__Data shown__:
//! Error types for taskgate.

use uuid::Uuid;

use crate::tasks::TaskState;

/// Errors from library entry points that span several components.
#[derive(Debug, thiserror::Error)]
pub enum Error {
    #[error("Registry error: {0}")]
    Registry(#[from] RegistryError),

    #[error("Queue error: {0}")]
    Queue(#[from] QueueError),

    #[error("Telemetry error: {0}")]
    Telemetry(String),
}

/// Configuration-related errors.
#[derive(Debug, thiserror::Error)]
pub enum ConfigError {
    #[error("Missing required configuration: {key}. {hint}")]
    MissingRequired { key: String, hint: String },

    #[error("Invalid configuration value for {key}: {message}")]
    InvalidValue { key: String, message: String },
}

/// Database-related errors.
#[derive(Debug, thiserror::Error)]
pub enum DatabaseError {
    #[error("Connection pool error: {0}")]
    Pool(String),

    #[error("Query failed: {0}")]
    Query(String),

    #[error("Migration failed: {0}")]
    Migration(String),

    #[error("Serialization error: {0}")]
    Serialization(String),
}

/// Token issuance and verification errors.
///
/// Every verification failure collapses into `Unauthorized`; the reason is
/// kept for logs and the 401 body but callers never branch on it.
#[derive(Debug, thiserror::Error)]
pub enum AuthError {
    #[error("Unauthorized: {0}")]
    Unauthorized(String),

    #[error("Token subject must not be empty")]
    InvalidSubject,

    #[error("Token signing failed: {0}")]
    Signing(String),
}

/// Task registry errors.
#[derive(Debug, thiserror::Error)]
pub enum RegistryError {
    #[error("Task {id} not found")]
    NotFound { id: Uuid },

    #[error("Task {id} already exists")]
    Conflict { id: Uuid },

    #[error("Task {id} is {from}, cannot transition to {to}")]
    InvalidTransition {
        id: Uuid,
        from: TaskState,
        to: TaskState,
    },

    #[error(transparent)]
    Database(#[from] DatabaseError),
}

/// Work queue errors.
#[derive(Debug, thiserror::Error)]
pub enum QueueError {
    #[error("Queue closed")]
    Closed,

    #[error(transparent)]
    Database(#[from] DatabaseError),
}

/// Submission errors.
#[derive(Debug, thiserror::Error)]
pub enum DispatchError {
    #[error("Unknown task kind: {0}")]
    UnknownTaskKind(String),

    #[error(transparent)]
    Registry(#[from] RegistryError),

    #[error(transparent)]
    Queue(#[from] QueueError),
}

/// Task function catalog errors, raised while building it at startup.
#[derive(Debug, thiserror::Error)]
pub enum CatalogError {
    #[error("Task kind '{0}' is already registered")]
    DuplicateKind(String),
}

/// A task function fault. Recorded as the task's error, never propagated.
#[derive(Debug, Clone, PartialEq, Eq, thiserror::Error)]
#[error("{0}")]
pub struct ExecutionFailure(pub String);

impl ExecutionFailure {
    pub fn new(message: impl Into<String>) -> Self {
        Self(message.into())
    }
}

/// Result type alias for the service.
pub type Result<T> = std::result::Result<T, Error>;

==

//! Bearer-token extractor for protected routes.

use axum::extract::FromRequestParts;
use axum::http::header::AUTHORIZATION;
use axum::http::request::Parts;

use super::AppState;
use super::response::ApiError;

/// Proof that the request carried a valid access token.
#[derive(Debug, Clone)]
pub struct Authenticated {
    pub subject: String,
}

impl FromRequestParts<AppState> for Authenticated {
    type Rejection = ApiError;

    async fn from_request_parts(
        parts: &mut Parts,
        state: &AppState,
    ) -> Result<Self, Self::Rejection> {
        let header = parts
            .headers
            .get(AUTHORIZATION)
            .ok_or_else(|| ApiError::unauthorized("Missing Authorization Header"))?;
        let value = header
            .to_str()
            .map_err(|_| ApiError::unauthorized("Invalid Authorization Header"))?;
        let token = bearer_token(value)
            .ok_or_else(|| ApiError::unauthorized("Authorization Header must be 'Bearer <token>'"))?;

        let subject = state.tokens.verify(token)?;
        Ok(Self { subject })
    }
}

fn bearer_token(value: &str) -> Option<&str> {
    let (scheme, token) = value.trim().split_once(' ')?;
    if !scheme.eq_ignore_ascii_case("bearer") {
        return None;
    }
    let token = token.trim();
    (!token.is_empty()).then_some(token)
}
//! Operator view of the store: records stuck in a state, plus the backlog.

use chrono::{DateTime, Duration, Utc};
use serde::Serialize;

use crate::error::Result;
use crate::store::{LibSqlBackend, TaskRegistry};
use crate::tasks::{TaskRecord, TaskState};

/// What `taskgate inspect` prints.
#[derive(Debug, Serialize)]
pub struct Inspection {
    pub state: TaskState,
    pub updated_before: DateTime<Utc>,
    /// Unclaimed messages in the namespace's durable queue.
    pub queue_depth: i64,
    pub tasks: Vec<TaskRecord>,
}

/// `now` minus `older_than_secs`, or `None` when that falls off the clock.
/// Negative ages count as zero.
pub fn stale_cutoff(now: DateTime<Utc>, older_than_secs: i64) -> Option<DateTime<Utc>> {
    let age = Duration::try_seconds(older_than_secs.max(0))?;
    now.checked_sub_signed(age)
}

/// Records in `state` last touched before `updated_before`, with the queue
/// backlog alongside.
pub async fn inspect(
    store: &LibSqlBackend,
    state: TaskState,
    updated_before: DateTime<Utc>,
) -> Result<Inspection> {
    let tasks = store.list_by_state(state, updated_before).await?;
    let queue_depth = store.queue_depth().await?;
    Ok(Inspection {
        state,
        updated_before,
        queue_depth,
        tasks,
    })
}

__Exercise instructions__: Read through the entries above, and wherever a line holds the string "http", copy it.

__Result below__:
use axum::http::header::AUTHORIZATION;
use axum::http::request::Parts;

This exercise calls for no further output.